----- ENTRIES SUPPLIED -----

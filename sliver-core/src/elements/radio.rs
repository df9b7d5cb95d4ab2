//! Radio button
//!
//! The indicator is drawn from primitives in the image stage, so it never
//! streams and never parks.

use super::{to_text, Text};
use crate::damage::DamageSink;
use crate::geometry::Rect;
use crate::paint::{steps, Alignment, Element, ElementBase, Guards, HAlign, PaintContext, PaintData, Paintable, VAlign};
use crate::traits::{AssetReader, AssetSource, BorderStyle, Scheme, SchemeId};

/// Gap between the indicator frame and its check mark
const MARK_INSET: u32 = 3;

#[derive(Debug)]
pub struct RadioButton<R> {
    base: ElementBase<R>,
    text: Text,
    checked: bool,
}

impl<R: AssetReader> RadioButton<R> {
    pub fn new(rect: Rect, scheme: SchemeId, text: &str) -> Self {
        Self {
            base: ElementBase::new(rect, Some(scheme)),
            text: to_text(text),
            checked: false,
        }
    }

    pub fn is_checked(&self) -> bool {
        self.checked
    }

    pub fn text(&self) -> &str {
        &self.text
    }

    pub fn set_text(&mut self, text: &str, damage: &mut dyn DamageSink) {
        if text != self.text.as_str() {
            self.text = to_text(text);
            self.base.damage(damage);
        }
    }

    pub fn set_checked(&mut self, checked: bool, damage: &mut dyn DamageSink) {
        if checked != self.checked {
            self.checked = checked;
            self.base.damage(damage);
        }
    }

    /// Square indicator at the left edge, centered vertically
    fn indicator_rect(&self, scheme: &Scheme) -> Rect {
        let content = self.base.rect().inset(scheme.content_inset());
        let side = content.height.min(content.width).min(16);
        Rect::new(
            content.x,
            content.y + (content.height - side) as i32 / 2,
            side,
            side,
        )
    }
}

impl<R: AssetReader> Element for RadioButton<R> {
    type Reader = R;

    fn base(&self) -> &ElementBase<R> {
        &self.base
    }

    fn base_mut(&mut self) -> &mut ElementBase<R> {
        &mut self.base
    }
}

impl<A: AssetSource> Paintable<A> for RadioButton<A::Reader> {
    fn guards(&self, scheme: &Scheme, assets: &A) -> Guards {
        Guards {
            background: scheme.background.is_some(),
            image: true,
            text: steps::has_text(assets, scheme, Some(&self.text)),
            border: scheme.border.is_some(),
        }
    }

    fn text(&self) -> Option<&str> {
        Some(&self.text)
    }

    fn text_alignment(&self) -> Alignment {
        Alignment::new(HAlign::Left, VAlign::Middle)
    }

    fn text_rect(&self, scheme: &Scheme) -> Rect {
        let content = self.base.rect().inset(scheme.content_inset());
        let offset = self.indicator_rect(scheme).width + scheme.padding as u32;
        Rect::new(
            content.x + offset as i32,
            content.y,
            content.width.saturating_sub(offset),
            content.height,
        )
    }

    fn open_image(&mut self, data: &PaintData, ctx: &mut PaintContext<'_, A>) -> Option<A::Reader> {
        let indicator = self.indicator_rect(&data.scheme);
        let frame = BorderStyle {
            color: data.scheme.accent,
            width: 1,
        };
        steps::stroke_border(ctx, indicator, frame);
        if self.checked {
            steps::fill_background(ctx, indicator.inset(MARK_INSET), data.scheme.accent);
        }
        None
    }
}

#[cfg(test)]
mod tests {
    use super::*;
    use crate::config::RenderConfig;
    use crate::paint::{paint, DrawState};
    use crate::testing::*;

    fn paint_radio(radio: &mut RadioButton<ScriptedReader>) -> RecordingSurface {
        let mut surface = RecordingSurface::default();
        let mut assets = ScriptedAssets::new();
        let schemes = test_schemes();
        let config = RenderConfig::new();
        let mut ctx = PaintContext::new(&mut surface, &mut assets, &schemes, &config, SCREEN);
        assert_eq!(paint(radio, &mut ctx), DrawState::Done);
        surface
    }

    #[test]
    fn test_unchecked_draws_frame_only() {
        let mut radio = RadioButton::new(Rect::new(0, 0, 80, 20), TRANSPARENT, "One");
        let surface = paint_radio(&mut radio);

        assert_eq!(surface.ops[0], SurfaceOp::Stroke(Rect::new(2, 2, 16, 16), 1));
        assert_eq!(surface.fills(), 0);
    }

    #[test]
    fn test_checked_fills_mark() {
        let mut radio = RadioButton::new(Rect::new(0, 0, 80, 20), TRANSPARENT, "One");
        radio.set_checked(true, &mut RecordingDamage::default());
        let surface = paint_radio(&mut radio);

        assert!(surface
            .ops
            .contains(&SurfaceOp::Fill(Rect::new(5, 5, 10, 10), crate::geometry::Color::BLACK)));
    }
}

-----

**REQUIREMENT**. I need every line of the data that has the word "crate"; please list them.

**WRITTEN RESPONSE**.
use crate::damage::DamageSink;
use crate::geometry::Rect;
use crate::paint::{steps, Alignment, Element, ElementBase, Guards, HAlign, PaintContext, PaintData, Paintable, VAlign};
use crate::traits::{AssetReader, AssetSource, BorderStyle, Scheme, SchemeId};
    use crate::config::RenderConfig;
    use crate::paint::{paint, DrawState};
    use crate::testing::*;
            .contains(&SurfaceOp::Fill(Rect::new(5, 5, 10, 10), crate::geometry::Color::BLACK)));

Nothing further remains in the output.